START ENTRIES PROVIDED
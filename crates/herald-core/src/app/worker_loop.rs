//! WorkerLoop - タスク配送ループ
//!
//! # フロー
//! 1. `try_dequeue()` で先頭タスクを取得（Pending -> Processing）
//! 2. 空なら poll interval だけ待つ（shutdown と競合させる）
//! 3. Deliverer 実行
//! 4. 成功: Sent / 失敗: retry_count を増やして Retry（末尾に再投入）か Failed
//!
//! A panic anywhere in one iteration (deliverer, queue, event sink) is caught;
//! the task the worker held is reported as abandoned and the loop keeps going.

use std::any::Any;
use std::panic::AssertUnwindSafe;
use std::sync::{Arc, Mutex, MutexGuard, PoisonError};
use std::time::Duration;

use futures::FutureExt;
use tokio::sync::watch;

use crate::domain::{DeliveryError, Task};
use crate::observability::DeliveryStats;
use crate::ports::{Deliverer, DispatchEvent, EventSink};
use crate::queue::{DispatchQueue, RetryDecision, RetryPolicy, TaskStatus};

/// What happened to a task after one pass through the worker.
#[derive(Debug, Clone, Copy, PartialEq, Eq)]
pub enum TaskOutcome {
    Sent,
    Requeued,
    Failed,
}

/// Everything a worker needs, shared by all workers and the inline path.
pub struct WorkerContext {
    pub queue: Arc<dyn DispatchQueue>,
    pub deliverer: Arc<dyn Deliverer>,
    pub retry_policy: RetryPolicy,
    pub poll_interval: Duration,
    pub stats: Arc<DeliveryStats>,
    pub events: Arc<dyn EventSink>,
}

impl WorkerContext {
    /// Deliver one dequeued task and apply the retry policy.
    pub async fn process(&self, mut task: Task) -> TaskOutcome {
        tracing::info!(
            task_id = task.log_id(),
            kind = %task.kind(),
            recipient = %task.recipient().address,
            tenant = task.context().tenant_id.as_deref(),
            retry_count = task.retry_count(),
            "processing task"
        );

        match attempt_delivery(self.deliverer.as_ref(), &task).await {
            Ok(()) => {
                if let Err(err) = task.mark_sent() {
                    tracing::error!(task_id = task.log_id(), error = %err, "bad status after delivery");
                }
                self.stats.record_sent();
                tracing::info!(
                    task_id = task.log_id(),
                    recipient = %task.recipient().address,
                    "task delivered"
                );
                self.emit(DispatchEvent::Sent(task));
                TaskOutcome::Sent
            }
            Err(err) => self.handle_failure(task, err),
        }
    }

    fn handle_failure(&self, mut task: Task, err: DeliveryError) -> TaskOutcome {
        task.record_failure(err.to_string());

        if err.is_permanent() {
            return self.give_up(task, &err);
        }

        match self.retry_policy.decide(task.retry_count()) {
            RetryDecision::GiveUp => self.give_up(task, &err),
            RetryDecision::Requeue => {
                if let Err(transition) = task.mark_retry() {
                    tracing::error!(task_id = task.log_id(), error = %transition, "cannot schedule retry");
                    return self.give_up(task, &err);
                }
                tracing::warn!(
                    task_id = task.log_id(),
                    recipient = %task.recipient().address,
                    retry_count = task.retry_count(),
                    max_retries = self.retry_policy.max_retries,
                    error = %err,
                    "delivery failed, will retry"
                );

                let requeued = task.clone();
                match self.queue.enqueue(task) {
                    Ok(_) => {
                        self.stats.record_retried();
                        self.emit(DispatchEvent::RetryScheduled(requeued));
                        TaskOutcome::Requeued
                    }
                    Err(rejected) => {
                        tracing::error!(
                            task_id = rejected.task.log_id(),
                            error = %rejected.error,
                            "could not requeue task for retry"
                        );
                        self.give_up(rejected.task, &err)
                    }
                }
            }
        }
    }

    fn give_up(&self, mut task: Task, err: &DeliveryError) -> TaskOutcome {
        if let Err(transition) = task.mark_failed() {
            tracing::error!(task_id = task.log_id(), error = %transition, "bad status on failure");
        }
        self.stats.record_failed();
        tracing::error!(
            task_id = task.log_id(),
            recipient = %task.recipient().address,
            retry_count = task.retry_count(),
            max_retries = self.retry_policy.max_retries,
            error = %err,
            "task failed permanently"
        );
        self.emit(DispatchEvent::Failed(task));
        TaskOutcome::Failed
    }

    /// One attempt, no retry. Used by the inline (synchronous) submission path.
    ///
    /// Only Pending tasks can be delivered; anything else comes back with
    /// `DeliveryError::NotDeliverable` and the deliverer is not called.
    pub async fn deliver_once(&self, mut task: Task) -> Result<Task, (Task, DeliveryError)> {
        let status = task.status();
        if status != TaskStatus::Pending || task.mark_processing().is_err() {
            tracing::warn!(task_id = task.log_id(), ?status, "refusing inline delivery");
            return Err((task, DeliveryError::NotDeliverable { status }));
        }

        match attempt_delivery(self.deliverer.as_ref(), &task).await {
            Ok(()) => {
                if let Err(err) = task.mark_sent() {
                    tracing::error!(task_id = task.log_id(), error = %err, "bad status after delivery");
                }
                self.stats.record_delivered_inline();
                self.emit(DispatchEvent::Sent(task.clone()));
                Ok(task)
            }
            Err(err) => {
                task.record_failure(err.to_string());
                if let Err(transition) = task.mark_failed() {
                    tracing::error!(task_id = task.log_id(), error = %transition, "bad status on failure");
                }
                self.stats.record_failed();
                tracing::error!(task_id = task.log_id(), error = %err, "inline delivery failed");
                self.emit(DispatchEvent::Failed(task.clone()));
                Err((task, err))
            }
        }
    }

    /// Hand an event to the sink. A panicking sink is logged and otherwise
    /// ignored.
    pub(crate) fn emit(&self, event: DispatchEvent) {
        let task_id = event.task().map(|task| task.log_id().to_string());
        if let Err(panic) = std::panic::catch_unwind(AssertUnwindSafe(|| self.events.emit(event))) {
            tracing::error!(
                task_id = task_id.as_deref(),
                panic = %panic_message(panic.as_ref()),
                "event sink panicked"
            );
        }
    }

    /// Report a task whose worker died or was aborted mid-delivery.
    pub(crate) fn abandon(&self, mut task: Task, reason: &str) {
        if let Err(transition) = task.mark_failed() {
            tracing::error!(task_id = task.log_id(), error = %transition, "bad status on abandon");
        }
        self.stats.record_abandoned();
        tracing::error!(
            task_id = task.log_id(),
            recipient = %task.recipient().address,
            retry_count = task.retry_count(),
            reason,
            "task abandoned while in flight"
        );
        self.emit(DispatchEvent::Abandoned(task));
    }
}

/// Call the deliverer, turning unsupported kinds and panics into errors.
pub async fn attempt_delivery(deliverer: &dyn Deliverer, task: &Task) -> Result<(), DeliveryError> {
    if !deliverer.supports(task.kind()) {
        tracing::warn!(task_id = task.log_id(), kind = %task.kind(), "unknown task kind");
        return Err(DeliveryError::unsupported(
            task.kind(),
            "no deliverer branch for this kind",
        ));
    }

    match AssertUnwindSafe(deliverer.deliver(task)).catch_unwind().await {
        Ok(result) => result,
        Err(panic) => Err(DeliveryError::Panicked(panic_message(panic.as_ref()))),
    }
}

fn panic_message(panic: &(dyn Any + Send)) -> String {
    if let Some(msg) = panic.downcast_ref::<&str>() {
        (*msg).to_string()
    } else if let Some(msg) = panic.downcast_ref::<String>() {
        msg.clone()
    } else {
        "unknown panic payload".to_string()
    }
}

/// The task a worker currently holds, shared with whoever may have to abort
/// the worker.
#[derive(Debug, Clone, Default)]
pub struct InFlightSlot(Arc<Mutex<Option<Task>>>);

impl InFlightSlot {
    fn lock(&self) -> MutexGuard<'_, Option<Task>> {
        self.0.lock().unwrap_or_else(PoisonError::into_inner)
    }

    fn set(&self, task: Task) {
        *self.lock() = Some(task);
    }

    /// Remove and return the held task, if any.
    pub fn take(&self) -> Option<Task> {
        self.lock().take()
    }
}

/// A single consumer loop. Several may share one queue.
pub struct WorkerLoop {
    worker_id: usize,
    ctx: Arc<WorkerContext>,
    shutdown_rx: watch::Receiver<bool>,
    in_flight: InFlightSlot,
}

impl WorkerLoop {
    pub fn new(worker_id: usize, ctx: Arc<WorkerContext>, shutdown_rx: watch::Receiver<bool>) -> Self {
        Self {
            worker_id,
            ctx,
            shutdown_rx,
            in_flight: InFlightSlot::default(),
        }
    }

    pub fn in_flight(&self) -> InFlightSlot {
        self.in_flight.clone()
    }

    fn next_task(&self) -> Option<Task> {
        match std::panic::catch_unwind(AssertUnwindSafe(|| self.ctx.queue.try_dequeue())) {
            Ok(next) => next,
            Err(panic) => {
                tracing::error!(
                    worker_id = self.worker_id,
                    panic = %panic_message(panic.as_ref()),
                    "queue panicked on dequeue"
                );
                None
            }
        }
    }

    pub async fn run(mut self) {
        let worker_id = self.worker_id;
        tracing::info!(worker_id, "worker loop started");

        loop {
            // shutdown が来ていたら次を取らずに抜ける
            if *self.shutdown_rx.borrow() {
                break;
            }

            if let Some(task) = self.next_task() {
                self.in_flight.set(task.clone());
                let result = AssertUnwindSafe(self.ctx.process(task)).catch_unwind().await;
                let held = self.in_flight.take();
                if let Err(panic) = result {
                    let reason = panic_message(panic.as_ref());
                    tracing::error!(worker_id, panic = %reason, "worker panicked while processing a task");
                    if let Some(task) = held {
                        self.ctx.abandon(task, &reason);
                    }
                }
                continue;
            }

            // 空なら poll interval だけ待つ。shutdown と競合させる
            tokio::select! {
                changed = self.shutdown_rx.changed() => {
                    if changed.is_err() {
                        // sender dropped: nobody can stop us any more, so stop now
                        break;
                    }
                }
                _ = tokio::time::sleep(self.ctx.poll_interval) => {}
            }
        }

        tracing::info!(worker_id, "worker loop stopped");
    }
}
use std::path::PathBuf;
use std::sync::Arc;
use std::sync::atomic::{AtomicU64, Ordering};

use anyhow::{Context, Result};
use async_trait::async_trait;
use clap::Parser;
use tokio::time::{Duration, Instant, sleep};
use tracing_subscriber::EnvFilter;

use herald_core::app::{DispatcherBuilder, StopOutcome, Submission};
use herald_core::config::DispatchConfig;
use herald_core::domain::{DeliveryError, Recipient, RequestContext, Task, TaskKind};
use herald_core::impls::{LogMailer, MailDeliverer, MessageComposer};
use herald_core::ports::{Mailer, OutboundMessage};

/// Run a dispatcher over a logging mailer and push a demo batch through it.
#[derive(Debug, Parser)]
#[command(name = "herald", version)]
struct Args {
    /// TOML config file. Defaults apply when omitted.
    #[arg(short, long)]
    config: Option<PathBuf>,

    /// Number of tasks to submit.
    #[arg(short, long, default_value_t = 10)]
    tasks: usize,

    /// Fail every K-th send with a transport error (0 = never).
    #[arg(long, default_value_t = 0)]
    fail_every: u64,

    /// Give up waiting for the queue to drain after this many seconds.
    #[arg(long, default_value_t = 30)]
    timeout_secs: u64,

    #[arg(long)]
    json_logs: bool,

    #[arg(long, default_value = "noreply@herald.local")]
    from: String,
}

/// LogMailer に一定間隔で失敗を混ぜる
struct FlakyMailer {
    inner: LogMailer,
    fail_every: u64,
    sends: AtomicU64,
}

#[async_trait]
impl Mailer for FlakyMailer {
    async fn send(&self, message: OutboundMessage) -> Result<(), DeliveryError> {
        let n = self.sends.fetch_add(1, Ordering::Relaxed) + 1;
        if self.fail_every > 0 && n % self.fail_every == 0 {
            return Err(DeliveryError::transport(format!(
                "injected failure on send #{n}"
            )));
        }
        self.inner.send(message).await
    }
}

fn init_tracing(json: bool) {
    let filter = EnvFilter::try_from_default_env().unwrap_or_else(|_| EnvFilter::new("info"));
    let builder = tracing_subscriber::fmt().with_env_filter(filter).with_target(false);
    // 二重初期化は無視
    let _ = if json {
        builder.json().try_init()
    } else {
        builder.try_init()
    };
}

fn demo_task(n: usize) -> Task {
    let address = format!("user{n}@example.org");
    let context = RequestContext::new("demo-tenant").with_actor("herald-cli");
    let kind = TaskKind::ALL[n % TaskKind::ALL.len()];
    let task = match kind {
        TaskKind::StudentCredentials | TaskKind::TeacherCredentials => {
            Task::credentials(kind, Recipient::new(address), format!("user{n}"), format!("tmp-{n:04}"))
        }
        TaskKind::WelcomeMessage => Task::new(kind, Recipient::named(address, format!("User {n}"))),
        TaskKind::PasswordReset => Task::new(kind, Recipient::new(address))
            .with_link(format!("https://herald.local/reset/{n}")),
        TaskKind::Verification => Task::new(kind, Recipient::new(address))
            .with_link(format!("https://herald.local/verify/{n}")),
    };
    task.with_context(context)
}

#[tokio::main]
async fn main() -> Result<()> {
    let args = Args::parse();
    init_tracing(args.json_logs);

    // (A) 設定を読み込む
    let config = match &args.config {
        Some(path) => DispatchConfig::load(path)
            .with_context(|| format!("loading config from {}", path.display()))?,
        None => DispatchConfig::default(),
    };

    // (B) Deliverer を組み立てて Dispatcher を構築
    let mailer = FlakyMailer {
        inner: LogMailer,
        fail_every: args.fail_every,
        sends: AtomicU64::new(0),
    };
    let composer = MessageComposer::new("Herald").with_login_url("https://herald.local/login");
    let deliverer = Arc::new(MailDeliverer::new(args.from.clone(), composer, mailer));
    let dispatcher = DispatcherBuilder::new(deliverer)
        .config(config)
        .expect_kinds(&TaskKind::ALL)
        .build()
        .context("building dispatcher")?;

    // (C) ワーカーを起動してタスクを投入
    dispatcher.start();
    let mut accepted = 0u64;
    for n in 0..args.tasks {
        match dispatcher.submit(demo_task(n)).await {
            Submission::Rejected(rejected) => {
                tracing::warn!(error = %rejected.error, "submission rejected");
            }
            _ => accepted += 1,
        }
    }

    // (D) 全タスクが Sent / Failed になるまで待つ（Ctrl-C で中断）
    let deadline = Instant::now() + Duration::from_secs(args.timeout_secs);
    loop {
        let counts = dispatcher.counts();
        let settled = counts.sent + counts.failed + counts.delivered_inline + counts.abandoned;
        if settled >= accepted && dispatcher.queue().is_empty() {
            break;
        }
        if Instant::now() >= deadline {
            tracing::warn!(pending = dispatcher.queue().len(), "timed out waiting for the queue to drain");
            break;
        }
        tokio::select! {
            _ = tokio::signal::ctrl_c() => {
                tracing::warn!("interrupted");
                break;
            }
            _ = sleep(Duration::from_millis(50)) => {}
        }
    }

    // (E) 状態を出力して停止
    let status = dispatcher.status();
    println!("{}", serde_json::to_string_pretty(&status)?);
    if let StopOutcome::Stopped { aborted, abandoned } = dispatcher.stop().await {
        if !abandoned.is_empty() {
            let ids: Vec<String> = abandoned.iter().map(ToString::to_string).collect();
            tracing::warn!(aborted, abandoned = ?ids, "tasks abandoned at shutdown");
        }
    }
    Ok(())
}
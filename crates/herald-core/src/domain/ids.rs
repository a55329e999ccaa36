//! Task identifiers.
//!
//! Callers may bring their own id (e.g. a correlation key from the request
//! layer). When they don't, the queue assigns one at enqueue time through an
//! [`IdGenerator`](crate::ports::IdGenerator), which produces `task-<ULID>`.

use serde::{Deserialize, Serialize};
use std::fmt;
use ulid::Ulid;

const GENERATED_PREFIX: &str = "task-";

/// Identifier of a [`Task`](crate::domain::Task).
///
/// A plain string on the wire; ids minted by the queue are ULID based so they
/// sort by creation time.
#[derive(Debug, Clone, PartialEq, Eq, Hash, PartialOrd, Ord, Serialize, Deserialize)]
#[serde(transparent)]
pub struct TaskId(String);

impl TaskId {
    pub fn new(value: impl Into<String>) -> Self {
        Self(value.into())
    }

    /// ULID から TaskId を作成（`task-` プレフィックス付き）
    pub fn from_ulid(ulid: Ulid) -> Self {
        Self(format!("{GENERATED_PREFIX}{ulid}"))
    }

    pub fn as_str(&self) -> &str {
        &self.0
    }

    /// The ULID part, if this id was minted by an [`IdGenerator`](crate::ports::IdGenerator).
    pub fn as_ulid(&self) -> Option<Ulid> {
        self.0
            .strip_prefix(GENERATED_PREFIX)
            .and_then(|raw| Ulid::from_string(raw).ok())
    }
}

impl From<Ulid> for TaskId {
    fn from(ulid: Ulid) -> Self {
        Self::from_ulid(ulid)
    }
}

impl From<&str> for TaskId {
    fn from(value: &str) -> Self {
        Self::new(value)
    }
}

impl From<String> for TaskId {
    fn from(value: String) -> Self {
        Self(value)
    }
}

impl fmt::Display for TaskId {
    fn fmt(&self, f: &mut fmt::Formatter<'_>) -> fmt::Result {
        self.0.fmt(f)
    }
}
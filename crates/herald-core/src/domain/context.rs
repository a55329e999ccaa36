//! Request context carried on a task.
//!
//! Workers run outside the request that submitted the task, so tenant and
//! actor identity travel with the task itself instead of ambient state.

use serde::{Deserialize, Serialize};

#[derive(Debug, Clone, Default, PartialEq, Eq, Serialize, Deserialize)]
pub struct RequestContext {
    pub tenant_id: Option<String>,
    pub actor: Option<String>,
}

impl RequestContext {
    pub fn new(tenant_id: impl Into<String>) -> Self {
        Self {
            tenant_id: Some(tenant_id.into()),
            actor: None,
        }
    }

    pub fn with_actor(mut self, actor: impl Into<String>) -> Self {
        self.actor = Some(actor.into());
        self
    }
}

#[cfg(test)]
mod tests {
    use super::*;

    #[test]
    fn builds_tenant_and_actor() {
        let context = RequestContext::new("tenant-1").with_actor("teacher-7");
        assert_eq!(context.tenant_id.as_deref(), Some("tenant-1"));
        assert_eq!(context.actor.as_deref(), Some("teacher-7"));
    }

    #[test]
    fn default_carries_no_identity() {
        let context = RequestContext::default();
        assert_eq!(context.tenant_id, None);
        assert_eq!(context.actor, None);
    }
}
use std::sync::atomic::{AtomicU64, Ordering};

use serde::{Deserialize, Serialize};

/// Snapshot of the delivery counters.
#[derive(Debug, Clone, Copy, Default, PartialEq, Eq, Serialize, Deserialize)]
pub struct DeliveryCounts {
    pub enqueued: u64,
    pub sent: u64,
    pub retried: u64,
    pub failed: u64,
    pub delivered_inline: u64,
    pub rejected: u64,
    /// In flight when a worker panicked or was aborted at shutdown.
    pub abandoned: u64,
}

/// Lock-free counters shared by the workers and the dispatcher.
#[derive(Debug, Default)]
pub struct DeliveryStats {
    enqueued: AtomicU64,
    sent: AtomicU64,
    retried: AtomicU64,
    failed: AtomicU64,
    delivered_inline: AtomicU64,
    rejected: AtomicU64,
    abandoned: AtomicU64,
}

impl DeliveryStats {
    pub fn new() -> Self {
        Self::default()
    }

    pub fn record_enqueued(&self) {
        self.enqueued.fetch_add(1, Ordering::Relaxed);
    }

    pub fn record_sent(&self) {
        self.sent.fetch_add(1, Ordering::Relaxed);
    }

    pub fn record_retried(&self) {
        self.retried.fetch_add(1, Ordering::Relaxed);
    }

    pub fn record_failed(&self) {
        self.failed.fetch_add(1, Ordering::Relaxed);
    }

    pub fn record_delivered_inline(&self) {
        self.delivered_inline.fetch_add(1, Ordering::Relaxed);
    }

    pub fn record_rejected(&self) {
        self.rejected.fetch_add(1, Ordering::Relaxed);
    }

    pub fn record_abandoned(&self) {
        self.abandoned.fetch_add(1, Ordering::Relaxed);
    }

    pub fn snapshot(&self) -> DeliveryCounts {
        DeliveryCounts {
            enqueued: self.enqueued.load(Ordering::Relaxed),
            sent: self.sent.load(Ordering::Relaxed),
            retried: self.retried.load(Ordering::Relaxed),
            failed: self.failed.load(Ordering::Relaxed),
            delivered_inline: self.delivered_inline.load(Ordering::Relaxed),
            rejected: self.rejected.load(Ordering::Relaxed),
            abandoned: self.abandoned.load(Ordering::Relaxed),
        }
    }
}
END ENTRIES PROVIDED
_AIM OF THE TASK_
Looking at the records above, say how many of their lines include the word "EnvFilter", with no other words.

_ANSWER TO THIS EXERCISE_
2